REQUIRED WORK. Begin with the line that holds "An absent or". Write out every line from there to the end of the listing below, word for word.

________

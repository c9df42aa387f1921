//! CSV parsers for the MovieLens data files.
//!
//! Each table gets its own parse function:
//! - `ratings.csv`: userId,movieId,rating,timestamp
//! - `movies.csv`: movieId,title,genres (pipe-delimited)
//! - `tags.csv`: userId,movieId,tag,timestamp
//!
//! Columns are header-defined; the readers deserialize rows through
//! serde so header order does not matter. Any malformed row aborts the
//! parse with the file name and line in the error.

use crate::error::{DataLoadError, Result};
use crate::types::{Movie, MovieId, Rating, Tag, NO_GENRES_LABEL};
use serde::Deserialize;
use std::fs::File;
use std::io::Read;
use std::path::Path;

/// Raw `movies.csv` row before the genre field is split.
#[derive(Debug, Deserialize)]
struct MovieRecord {
    #[serde(rename = "movieId")]
    movie_id: MovieId,
    title: String,
    genres: Option<String>,
}

/// Parse the ratings.csv file
pub fn parse_ratings(path: &Path) -> Result<Vec<Rating>> {
    read_ratings(file_name(path), open_csv(path)?)
}

/// Parse the movies.csv file
pub fn parse_movies(path: &Path) -> Result<Vec<Movie>> {
    read_movies(file_name(path), open_csv(path)?)
}

/// Parse the tags.csv file
pub fn parse_tags(path: &Path) -> Result<Vec<Tag>> {
    read_tags(file_name(path), open_csv(path)?)
}

fn open_csv(path: &Path) -> Result<csv::Reader<File>> {
    if !path.exists() {
        return Err(DataLoadError::FileNotFound {
            path: path.display().to_string(),
        });
    }
    csv::Reader::from_path(path).map_err(|e| DataLoadError::from_csv(file_name(path), e))
}

fn file_name(path: &Path) -> &str {
    path.file_name().and_then(|n| n.to_str()).unwrap_or("<unknown>")
}

fn read_ratings<R: Read>(file: &str, mut reader: csv::Reader<R>) -> Result<Vec<Rating>> {
    let mut ratings = Vec::new();
    for record in reader.deserialize() {
        let rating: Rating = record.map_err(|e| DataLoadError::from_csv(file, e))?;
        ratings.push(rating);
    }
    Ok(ratings)
}

fn read_movies<R: Read>(file: &str, mut reader: csv::Reader<R>) -> Result<Vec<Movie>> {
    let mut movies = Vec::new();
    for record in reader.deserialize() {
        let record: MovieRecord = record.map_err(|e| DataLoadError::from_csv(file, e))?;
        movies.push(Movie {
            id: record.movie_id,
            title: record.title,
            genres: split_genres(record.genres.as_deref()),
        });
    }
    Ok(movies)
}

fn read_tags<R: Read>(file: &str, mut reader: csv::Reader<R>) -> Result<Vec<Tag>> {
    let mut tags = Vec::new();
    for record in reader.deserialize() {
        let tag: Tag = record.map_err(|e| DataLoadError::from_csv(file, e))?;
        tags.push(tag);
    }
    Ok(tags)
}

/// Split a pipe-delimited genre field into an ordered label list.
///
/// An absent or empty field yields the single [`NO_GENRES_LABEL`]
/// sentinel, so callers never see an empty genre list.
fn split_genres(field: Option<&str>) -> Vec<String> {
    match field {
        Some(s) if !s.is_empty() => s.split('|').map(str::to_string).collect(),
        _ => vec![NO_GENRES_LABEL.to_string()],
    }
}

________

ANSWER BOX.
/// An absent or empty field yields the single [`NO_GENRES_LABEL`]
/// sentinel, so callers never see an empty genre list.
fn split_genres(field: Option<&str>) -> Vec<String> {
    match field {
        Some(s) if !s.is_empty() => s.split('|').map(str::to_string).collect(),
        _ => vec![NO_GENRES_LABEL.to_string()],
    }
}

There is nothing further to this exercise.